*** Block opens ***

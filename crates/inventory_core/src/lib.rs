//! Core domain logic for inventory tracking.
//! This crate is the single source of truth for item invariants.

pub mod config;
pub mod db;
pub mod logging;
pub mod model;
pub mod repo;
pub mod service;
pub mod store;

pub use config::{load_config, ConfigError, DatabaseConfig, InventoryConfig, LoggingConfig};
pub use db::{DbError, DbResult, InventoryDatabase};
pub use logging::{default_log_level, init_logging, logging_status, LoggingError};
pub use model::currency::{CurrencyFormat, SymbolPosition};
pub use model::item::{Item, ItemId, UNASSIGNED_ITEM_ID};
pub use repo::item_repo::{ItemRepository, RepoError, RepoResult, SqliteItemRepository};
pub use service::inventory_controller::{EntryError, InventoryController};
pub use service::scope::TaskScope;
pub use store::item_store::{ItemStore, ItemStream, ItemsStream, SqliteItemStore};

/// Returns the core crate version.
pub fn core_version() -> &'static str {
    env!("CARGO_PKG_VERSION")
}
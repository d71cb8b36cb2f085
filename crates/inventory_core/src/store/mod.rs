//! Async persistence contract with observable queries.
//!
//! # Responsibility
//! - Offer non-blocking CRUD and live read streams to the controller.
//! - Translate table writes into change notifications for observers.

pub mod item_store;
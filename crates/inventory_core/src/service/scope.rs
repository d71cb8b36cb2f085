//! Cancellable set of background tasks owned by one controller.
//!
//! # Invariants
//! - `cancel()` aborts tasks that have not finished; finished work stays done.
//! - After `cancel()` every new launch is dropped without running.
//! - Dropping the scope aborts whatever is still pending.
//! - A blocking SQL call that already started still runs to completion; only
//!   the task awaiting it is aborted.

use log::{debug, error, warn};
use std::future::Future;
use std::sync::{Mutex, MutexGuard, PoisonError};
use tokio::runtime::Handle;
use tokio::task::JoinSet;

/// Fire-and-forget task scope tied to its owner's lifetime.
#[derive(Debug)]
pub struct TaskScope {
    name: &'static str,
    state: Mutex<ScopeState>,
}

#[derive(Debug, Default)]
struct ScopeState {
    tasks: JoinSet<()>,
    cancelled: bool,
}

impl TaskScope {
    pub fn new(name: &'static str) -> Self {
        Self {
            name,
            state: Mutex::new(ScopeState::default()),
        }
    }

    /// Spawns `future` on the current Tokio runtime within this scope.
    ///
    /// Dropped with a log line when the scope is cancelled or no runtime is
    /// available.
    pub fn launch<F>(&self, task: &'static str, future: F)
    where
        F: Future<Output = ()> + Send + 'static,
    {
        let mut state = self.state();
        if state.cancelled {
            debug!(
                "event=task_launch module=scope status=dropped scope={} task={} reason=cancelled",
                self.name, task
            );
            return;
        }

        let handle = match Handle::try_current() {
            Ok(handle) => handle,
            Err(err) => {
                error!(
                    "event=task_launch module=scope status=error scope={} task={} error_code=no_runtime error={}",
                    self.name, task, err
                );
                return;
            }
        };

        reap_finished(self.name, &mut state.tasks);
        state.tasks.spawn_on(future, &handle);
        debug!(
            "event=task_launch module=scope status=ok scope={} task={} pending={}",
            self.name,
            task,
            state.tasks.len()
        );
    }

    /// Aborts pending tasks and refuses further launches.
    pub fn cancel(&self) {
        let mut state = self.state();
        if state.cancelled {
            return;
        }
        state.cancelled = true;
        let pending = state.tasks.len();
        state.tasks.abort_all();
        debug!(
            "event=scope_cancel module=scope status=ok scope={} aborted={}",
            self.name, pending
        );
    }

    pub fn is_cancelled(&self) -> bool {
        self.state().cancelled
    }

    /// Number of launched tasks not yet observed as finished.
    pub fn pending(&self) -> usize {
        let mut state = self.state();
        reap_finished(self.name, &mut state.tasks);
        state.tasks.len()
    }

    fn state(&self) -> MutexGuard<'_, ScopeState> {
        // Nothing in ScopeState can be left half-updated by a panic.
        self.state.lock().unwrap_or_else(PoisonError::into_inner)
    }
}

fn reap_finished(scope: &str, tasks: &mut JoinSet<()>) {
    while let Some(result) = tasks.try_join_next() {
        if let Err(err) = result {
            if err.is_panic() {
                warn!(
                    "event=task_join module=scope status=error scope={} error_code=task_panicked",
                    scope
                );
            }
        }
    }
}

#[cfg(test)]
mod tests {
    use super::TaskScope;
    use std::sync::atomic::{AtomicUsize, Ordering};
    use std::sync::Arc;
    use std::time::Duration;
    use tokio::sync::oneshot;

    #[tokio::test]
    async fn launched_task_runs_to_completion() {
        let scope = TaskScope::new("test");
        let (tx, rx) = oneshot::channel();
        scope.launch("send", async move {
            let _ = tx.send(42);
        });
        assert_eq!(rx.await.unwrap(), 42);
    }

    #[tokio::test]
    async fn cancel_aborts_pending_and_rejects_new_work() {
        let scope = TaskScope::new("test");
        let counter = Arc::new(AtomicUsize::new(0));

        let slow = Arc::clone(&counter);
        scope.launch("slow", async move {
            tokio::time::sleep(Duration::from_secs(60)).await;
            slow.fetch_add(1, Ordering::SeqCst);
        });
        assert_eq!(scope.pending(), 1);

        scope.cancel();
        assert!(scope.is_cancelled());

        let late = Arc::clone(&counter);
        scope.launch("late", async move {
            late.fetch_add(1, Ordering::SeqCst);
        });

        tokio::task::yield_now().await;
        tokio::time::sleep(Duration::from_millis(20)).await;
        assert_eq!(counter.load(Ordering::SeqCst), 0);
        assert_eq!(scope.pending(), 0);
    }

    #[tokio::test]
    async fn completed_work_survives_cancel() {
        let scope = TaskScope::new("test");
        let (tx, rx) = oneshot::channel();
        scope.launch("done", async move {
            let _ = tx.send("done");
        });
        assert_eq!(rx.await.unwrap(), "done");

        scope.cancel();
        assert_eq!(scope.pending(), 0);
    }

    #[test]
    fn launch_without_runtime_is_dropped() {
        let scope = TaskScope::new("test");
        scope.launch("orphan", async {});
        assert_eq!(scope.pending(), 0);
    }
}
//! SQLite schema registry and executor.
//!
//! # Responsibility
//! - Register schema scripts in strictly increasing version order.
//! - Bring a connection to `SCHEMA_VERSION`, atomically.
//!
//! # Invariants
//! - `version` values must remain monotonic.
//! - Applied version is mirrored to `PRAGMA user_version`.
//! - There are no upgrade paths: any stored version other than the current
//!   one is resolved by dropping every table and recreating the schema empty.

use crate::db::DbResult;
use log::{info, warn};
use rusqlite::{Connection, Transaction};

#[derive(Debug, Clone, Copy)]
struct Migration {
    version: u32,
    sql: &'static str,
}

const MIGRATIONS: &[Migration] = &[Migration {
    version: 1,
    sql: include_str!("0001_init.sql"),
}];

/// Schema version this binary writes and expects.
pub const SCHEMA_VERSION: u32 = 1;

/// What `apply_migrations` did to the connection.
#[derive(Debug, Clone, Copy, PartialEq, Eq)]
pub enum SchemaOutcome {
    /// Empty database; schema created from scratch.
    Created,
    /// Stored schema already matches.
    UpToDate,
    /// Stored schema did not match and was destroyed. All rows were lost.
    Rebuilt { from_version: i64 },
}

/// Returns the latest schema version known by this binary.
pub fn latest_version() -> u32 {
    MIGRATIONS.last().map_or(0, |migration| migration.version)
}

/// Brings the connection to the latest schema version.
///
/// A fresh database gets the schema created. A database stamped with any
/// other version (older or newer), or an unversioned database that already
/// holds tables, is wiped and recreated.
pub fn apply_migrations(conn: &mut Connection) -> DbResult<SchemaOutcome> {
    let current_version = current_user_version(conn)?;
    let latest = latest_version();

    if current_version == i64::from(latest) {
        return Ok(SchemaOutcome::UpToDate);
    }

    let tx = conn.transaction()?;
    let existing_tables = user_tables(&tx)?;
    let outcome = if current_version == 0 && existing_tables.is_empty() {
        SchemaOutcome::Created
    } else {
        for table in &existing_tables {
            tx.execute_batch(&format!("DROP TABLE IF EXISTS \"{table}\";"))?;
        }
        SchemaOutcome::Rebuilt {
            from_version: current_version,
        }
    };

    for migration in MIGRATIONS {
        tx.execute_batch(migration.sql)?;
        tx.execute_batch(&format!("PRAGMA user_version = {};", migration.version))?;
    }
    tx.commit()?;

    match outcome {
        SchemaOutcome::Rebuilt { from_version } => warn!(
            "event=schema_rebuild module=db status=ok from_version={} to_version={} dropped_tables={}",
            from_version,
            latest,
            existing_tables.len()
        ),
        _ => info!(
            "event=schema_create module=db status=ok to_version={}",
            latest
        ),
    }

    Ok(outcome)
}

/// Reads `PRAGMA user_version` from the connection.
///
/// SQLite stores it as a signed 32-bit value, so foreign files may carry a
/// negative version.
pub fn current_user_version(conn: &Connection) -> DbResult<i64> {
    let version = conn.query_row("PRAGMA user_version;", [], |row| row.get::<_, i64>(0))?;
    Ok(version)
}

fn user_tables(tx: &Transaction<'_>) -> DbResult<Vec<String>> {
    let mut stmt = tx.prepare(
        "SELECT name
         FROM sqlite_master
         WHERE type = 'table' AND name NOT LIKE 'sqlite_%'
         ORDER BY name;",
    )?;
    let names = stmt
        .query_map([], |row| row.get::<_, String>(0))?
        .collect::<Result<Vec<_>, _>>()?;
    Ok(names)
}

*** Block closes ***

- What to do -
Return only the stretch of the material above from the line holding "by one controller." through the line holding "is still pending.", copied exactly.

- Answer for the task -
//! Cancellable set of background tasks owned by one controller.
//!
//! # Invariants
//! - `cancel()` aborts tasks that have not finished; finished work stays done.
//! - After `cancel()` every new launch is dropped without running.
//! - Dropping the scope aborts whatever is still pending.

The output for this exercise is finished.